BAB I
PENDAHULUAN
A.
Latar Belakang Masalah
Sosiologi
pedesaan tumbuh pertama kali dan berkembang di Amerika Serikat. Pada mulanya
ilmu ini bermula dari para pendeta Kristen yang hidup di daerah pedesaan
(pertanian). Mereka tidak hanya memiliki permasalahan dalam kehidupan sosial
mereka karena kedatangan para migran dan mengambil
tanah yang tak bertuan, namun mereka juga mencoba menuliskan bagaimana
kondisi sosial ekonomi masyarakat pedesaan di bagian utara negara itu.
Sosiologi
pedesaan pada saat itu cenderung dirangsang untuk ikut memperbaiki kehidupan
masyarakat desa Amerika Serikat. Maka salah satu ciri khas Sosiologi Pedesaan
adalah penekanannya pada aspek praktis, sekalipun masih dalam kategori ilmu
murni (pure science). Di samping itu Sosiologi Pedesaan juga masih dilekati
oleh komitmen moral yang kental untuk memperbaiki (membangun) kehidupan
masyarakat desa. (Sugihen Bahrein T, 1991)

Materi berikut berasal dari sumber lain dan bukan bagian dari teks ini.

use std::{error::Error, fmt};

#[derive(Debug, Clone, Copy, PartialEq)]
pub enum ConfigError {
    ZeroMaxIterations,
    InvalidInitialScale { scale: f64 },
    InvalidCenter { real: f64, imag: f64 },
    InvalidColourOffset { offset: f64 },
    NonFiniteFormulaParams,
}

impl fmt::Display for ConfigError {
    fn fmt(&self, f: &mut fmt::Formatter<'_>) -> fmt::Result {
        match self {
            Self::ZeroMaxIterations => {
                write!(f, "Maximum iterations must be greater than zero")
            }
            Self::InvalidInitialScale { scale } => {
                write!(
                    f,
                    "initial scale must be finite and positive, got {}",
                    scale
                )
            }
            Self::InvalidCenter { real, imag } => {
                write!(f, "center must be finite, got ({}, {})", real, imag)
            }
            Self::InvalidColourOffset { offset } => {
                write!(f, "colour offset must be finite, got {}", offset)
            }
            Self::NonFiniteFormulaParams => {
                write!(f, "formula params must all be finite")
            }
        }
    }
}

impl Error for ConfigError {}
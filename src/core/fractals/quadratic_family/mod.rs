pub mod algorithm;
pub mod classic;
pub mod factory;
pub mod kinds;
pub mod tuned;
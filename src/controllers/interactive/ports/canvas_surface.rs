use crate::core::data::canvas_size::CanvasSize;
use crate::core::data::pixel_buffer::PixelBuffer;

/// The drawing target the interactive controller renders into.
///
/// Implementations own whatever backs the visible canvas (a window frame,
/// an in-memory image) and take ownership of each finished frame.
pub trait CanvasSurfacePort {
    fn size(&self) -> CanvasSize;

    fn commit(&mut self, buffer: PixelBuffer);
}
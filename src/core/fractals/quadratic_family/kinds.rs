use crate::core::data::formula_params::FormulaParams;
use crate::core::fractals::quadratic_family::classic::CLASSIC_DEFAULT_PARAMS;
use crate::core::fractals::quadratic_family::tuned::TUNED_DEFAULT_PARAMS;

#[derive(Debug, Clone, Copy, PartialEq, Eq, Default)]
pub enum EvaluatorKinds {
    #[default]
    Tuned,
    Classic,
}

impl EvaluatorKinds {
    pub const ALL: &'static [Self] = &[Self::Tuned, Self::Classic];

    #[must_use]
    pub const fn display_name(self) -> &'static str {
        match self {
            Self::Tuned => "Tuned quadratic",
            Self::Classic => "Classic quadratic",
        }
    }

    /// Raw coefficients that give a recognisable picture for this formula.
    #[must_use]
    pub const fn default_params(self) -> FormulaParams {
        match self {
            Self::Tuned => TUNED_DEFAULT_PARAMS,
            Self::Classic => CLASSIC_DEFAULT_PARAMS,
        }
    }
}

impl std::fmt::Display for EvaluatorKinds {
    fn fmt(&self, f: &mut std::fmt::Formatter<'_>) -> std::fmt::Result {
        f.write_str((*self).display_name())
    }
}
pub mod canvas_size;
pub mod colour;
pub mod complex;
pub mod formula_params;
pub mod pixel_buffer;
pub mod point;
pub mod viewport;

Dalam Undang-Undang no. 22 tahun 1999 tentang pemerintah daerah
dalam pasal 1 yang dimaksud dengan desa adalah kesatuan masyarakat hukum yang
memiliki kewenangan untuk mengatur dan mengurus kepentingan masyarakat setempat
berdasarkan asal usul dan adat istiadat setempat yang diakui dalam sistem
pemerintahan nasional dan berada di daerah kabupaten.
Sedangkan desa dalam pengertian umum adalah desa sebagai suatu gejala
yang bersifat universal, dan terdapat dimana pun di dunia ini. Dan desa dalam
pengertian khusus adalah perbedaan-perbedaan yang terdapat pada suatu desa
tertentu dari berbagai negara yang merupakan ciri khusus dari desa tersebut.
Diferensiasi sosial sebagai faktor penentu terhadap karakteristik
desa dan kota, secara ringkas dapat dirumuskan bahwa kota memiliki tingkat
diferensiasi yang tinggi dibanding dengan desa. Yang dimaksud dengan
diferensiasi sosial disini adalah pengelompokan-pengelompokan (groupings)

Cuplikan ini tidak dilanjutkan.